Proactive Risk Management – New KPIs for a Dodd-Frank World
The financial crisis of 2007–2011 is driving widespread changes in the U.S regulatory system. Dodd-Frank Act addresses “too big to fail” problem by tightening capital requirements and supervision of large financial firms and hedge funds. It also creates an “orderly liquidation authority” so the government can wind down a failing institution without market chaos.
Financial institutions will be spending billions to strengthen, streamline and automate their recordkeeping, risk management KPIs and dashboard systems. The implications on Data Retention and Archiving, Disaster Recovery and Continuity Planning have been well covered. But leveraging Business Analytics to proactively and reactively manage/monitor risk and compliance is an emerging frontier.
We believe that Business Analytics and real-time data management are poised to play a huge role in regulating the next generation of risk and compliance management in Financial Services industry (FSI). in this posting, we are going to examine the strategic and structural challenges, the dashboards and KPIs of interest that provide feedback, and what an effective execution roadmap needs to be for every organization.
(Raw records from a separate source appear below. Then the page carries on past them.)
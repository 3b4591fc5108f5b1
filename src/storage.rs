use std::fmt::{Display, Formatter};
use std::fs;
use std::io::{ErrorKind, Write};
use std::path::Path;

use chrono::{NaiveDate, Weekday};

use crate::domain::{Entry, Planner, Recurrence, format_clock, parse_clock};

#[derive(Debug)]
pub enum StorageError {
    Io(std::io::Error),
}

impl Display for StorageError {
    fn fmt(&self, f: &mut Formatter<'_>) -> std::fmt::Result {
        match self {
            StorageError::Io(err) => write!(f, "io error: {err}"),
        }
    }
}

impl std::error::Error for StorageError {}

/// Loads a planner from the pipe-delimited format
/// `key|HH:MM-HH:MM|heading|content|type`, where `key` is an ISO date or
/// `W` + weekday digit 1-7 and a missing 5th field means `once`. A missing
/// file is an empty planner. Malformed lines are dropped with a warning and
/// never fail the load; hand-edited files routinely contain a few.
pub fn load_planner(path: &Path) -> Result<Planner, StorageError> {
    let raw = match fs::read_to_string(path) {
        Ok(content) => content,
        Err(err) if err.kind() == ErrorKind::NotFound => return Ok(Planner::new()),
        Err(err) => return Err(StorageError::Io(err)),
    };

    let mut planner = Planner::new();
    for line in raw.lines() {
        let line = line.trim();
        if line.is_empty() {
            continue;
        }
        match parse_entry_line(line) {
            Some(entry) => {
                planner.add(entry);
            }
            None => eprintln!("warning: skipping malformed planner line: {line}"),
        }
    }

    Ok(planner)
}

fn parse_entry_line(line: &str) -> Option<Entry> {
    let fields = line.splitn(5, '|').collect::<Vec<_>>();
    if fields.len() < 4 {
        return None;
    }
    let key = fields[0];
    let time_range = fields[1];
    let heading = fields[2];
    let content = fields[3];
    let kind = fields.get(4).copied().unwrap_or("once");

    let recurrence = if kind == "weekly" {
        let digit = key.strip_prefix('W')?.parse::<u8>().ok()?;
        if !(1..=7).contains(&digit) {
            return None;
        }
        let weekday = Weekday::try_from(digit - 1).ok()?;
        Recurrence::Weekly { weekday }
    } else {
        let date = NaiveDate::parse_from_str(key, "%Y-%m-%d").ok()?;
        Recurrence::Once { date }
    };

    let (start_raw, end_raw) = time_range.split_once('-')?;
    let start = parse_clock(start_raw).ok()?;
    let end = parse_clock(end_raw).ok()?;

    // The checked path never writes inverted intervals or blank headings,
    // but hand-edited files can contain them; those records are dropped too.
    Entry::new(recurrence, start, end, heading, content).ok()
}

/// Full overwrite, one line per entry, in collection order.
pub fn save_planner(path: &Path, planner: &Planner) -> Result<(), StorageError> {
    if let Some(parent) = path.parent() {
        if !parent.as_os_str().is_empty() {
            fs::create_dir_all(parent).map_err(StorageError::Io)?;
        }
    }

    let mut file = fs::File::create(path).map_err(StorageError::Io)?;
    for entry in planner.entries() {
        let key = entry_key(entry.recurrence);
        let kind = if entry.recurrence.is_weekly() { "weekly" } else { "once" };
        writeln!(
            file,
            "{}|{}-{}|{}|{}|{}",
            key,
            format_clock(entry.start),
            format_clock(entry.end),
            entry.heading,
            entry.content,
            kind
        )
        .map_err(StorageError::Io)?;
    }

    Ok(())
}

fn entry_key(recurrence: Recurrence) -> String {
    match recurrence {
        Recurrence::Once { date } => date.format("%Y-%m-%d").to_string(),
        Recurrence::Weekly { weekday } => format!("W{}", weekday.number_from_monday()),
    }
}

#[cfg(test)]
mod tests {
    use std::fs;
    use std::path::PathBuf;

    use chrono::{NaiveDate, NaiveTime, Weekday};

    use crate::domain::{Entry, Planner, Recurrence};

    use super::{load_planner, save_planner};

    fn clock(hour: u32, minute: u32) -> NaiveTime {
        NaiveTime::from_hms_opt(hour, minute, 0).expect("test time should be valid")
    }

    fn date(year: i32, month: u32, day: u32) -> NaiveDate {
        NaiveDate::from_ymd_opt(year, month, day).expect("test date should be valid")
    }

    #[test]
    fn round_trips_both_recurrence_kinds() {
        let mut planner = Planner::new();
        planner.add(
            Entry::new(
                Recurrence::Weekly { weekday: Weekday::Mon },
                clock(9, 0),
                clock(10, 0),
                "Standup",
                "daily sync",
            )
            .expect("entry should be created"),
        );
        planner.add(
            Entry::new(
                Recurrence::Once { date: date(2024, 6, 5) },
                clock(14, 0),
                clock(15, 30),
                "Dentist",
                "",
            )
            .expect("entry should be created"),
        );

        let path = temp_file("weekplan_storage_roundtrip.txt");
        save_planner(&path, &planner).expect("save should succeed");
        let loaded = load_planner(&path).expect("load should succeed");

        assert_eq!(loaded.len(), 2);
        for (original, reloaded) in planner.entries().iter().zip(loaded.entries()) {
            assert_eq!(reloaded.recurrence, original.recurrence);
            assert_eq!(reloaded.start, original.start);
            assert_eq!(reloaded.end, original.end);
            assert_eq!(reloaded.heading, original.heading);
            assert_eq!(reloaded.content, original.content);
        }
        let _ = fs::remove_file(path);
    }

    #[test]
    fn missing_file_loads_an_empty_planner() {
        let path = temp_file("weekplan_storage_missing.txt");
        let _ = fs::remove_file(&path);
        let planner = load_planner(&path).expect("load should succeed");
        assert!(planner.is_empty());
    }

    #[test]
    fn missing_type_field_defaults_to_once() {
        let path = temp_file("weekplan_storage_default_once.txt");
        fs::write(&path, "2024-06-05|09:00-10:00|Dentist|bring card\n")
            .expect("write should succeed");
        let planner = load_planner(&path).expect("load should succeed");
        assert_eq!(planner.len(), 1);
        assert_eq!(
            planner.entries()[0].recurrence,
            Recurrence::Once { date: date(2024, 6, 5) }
        );
        assert_eq!(planner.entries()[0].content, "bring card");
        let _ = fs::remove_file(path);
    }

    #[test]
    fn malformed_lines_are_dropped_without_failing_the_load() {
        let path = temp_file("weekplan_storage_skips.txt");
        let raw = concat!(
            "W1|09:00-10:00|Standup||weekly\n",
            "too|few|fields\n",
            "2024-06-05|0900 1000|No dash||once\n",
            "W9|09:00-10:00|Bad weekday||weekly\n",
            "W|09:00-10:00|No digit||weekly\n",
            "not-a-date|09:00-10:00|Bad date||once\n",
            "2024-06-05|11:00-10:00|Inverted||once\n",
            "2024-06-05|09:00-10:00| ||once\n",
            "\n",
            "2024-06-06|14:00-15:00|Survivor||once\n",
        );
        fs::write(&path, raw).expect("write should succeed");

        let planner = load_planner(&path).expect("load should succeed");
        let headings = planner
            .entries()
            .iter()
            .map(|entry| entry.heading.as_str())
            .collect::<Vec<_>>();
        assert_eq!(headings, ["Standup", "Survivor"]);
        let _ = fs::remove_file(path);
    }

    fn temp_file(name: &str) -> PathBuf {
        let mut path = std::env::temp_dir();
        path.push(format!("{}_{}", name, std::process::id()));
        path
    }
}
fn run_event_loop(
	terminal: &mut Terminal<CrosstermBackend<io::Stdout>>,
	planner: &mut Planner,
	planner_path: &mut PathBuf,
) -> Result<(), Box<dyn Error>> {
	let mut app = App::default();
	app.current_path = planner_path.clone();

	loop {
		// Every frame re-resolves from the in-memory planner; no cached
		// view survives a mutation.
		let now = Local::now().naive_local();
		let view = build_view(&app, planner, now);
		app.clamp_selection(&view);
		terminal.draw(|frame| draw_dashboard(frame, &app, &view))?;

		if event::poll(StdDuration::from_millis(250))? {
			if let CEvent::Key(key) = event::read()? {
				if key.kind != KeyEventKind::Press {
					continue;
				}

				let should_quit = match &app.mode {
					InputMode::Prompt(_) => handle_prompt_key(&mut app, key.code, planner, planner_path),
					InputMode::Select(_) => handle_select_key(&mut app, key.code, planner, planner_path),
					InputMode::Normal => handle_normal_key(&mut app, key.code, planner, &view),
				};

				if should_quit {
					break;
				}
			}
		}
	}

	Ok(())
}

fn draw_dashboard(frame: &mut Frame, app: &App, view: &ViewModel) {
	let layout = Layout::default()
		.direction(Direction::Vertical)
		.constraints([
			Constraint::Length(3),
			Constraint::Min(12),
			Constraint::Length(5),
		])
		.split(frame.area());

	let body = Layout::default()
		.direction(Direction::Horizontal)
		.constraints([Constraint::Percentage(36), Constraint::Percentage(64)])
		.split(layout[1]);

	let left = Layout::default()
		.direction(Direction::Vertical)
		.constraints([Constraint::Length(10), Constraint::Min(8)])
		.split(body[0]);

	render_top_bar(frame, layout[0], view);
	render_calendar_panel(frame, left[0], app, view);
	render_day_panel(frame, left[1], app, view);
	render_week_panel(frame, body[1], app, view);
	render_footer(frame, layout[2], app);

	if let Some(detail) = &view.detail {
		render_detail_popup(frame, detail);
	}

	if let InputMode::Select(select) = &app.mode {
		render_select_popup(frame, select);
	}
}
The Financial Services Industry (FSI) – Overview
The FSI industry is composed of commercial and retail banking, exchanges, asset managers, credit card, mortgage companies, regulatory agencies, market data providers. This entire industry is being systematically reconfigured by regulation and emerging risk management trends.
Figure below illustrates the current FS landscape. A variety of levers that are being pulled to drive transformational change including: de-risk the balance sheet, fee revenue, trading risk management, operating efficiency, customers & products, and regulatory compliance.
Strategic Challenges facing Financial Services
Market changes and regulatory pressure from the Dodd-Frank Wall Street Reform and Consumer Protection Act is generating several strategic challenges for financial services. These include:
1) Returning to consistent growth and profitability from the trauma of the global financial crisis
2) Increased regulatory oversight and requirements (more capital, more transparency)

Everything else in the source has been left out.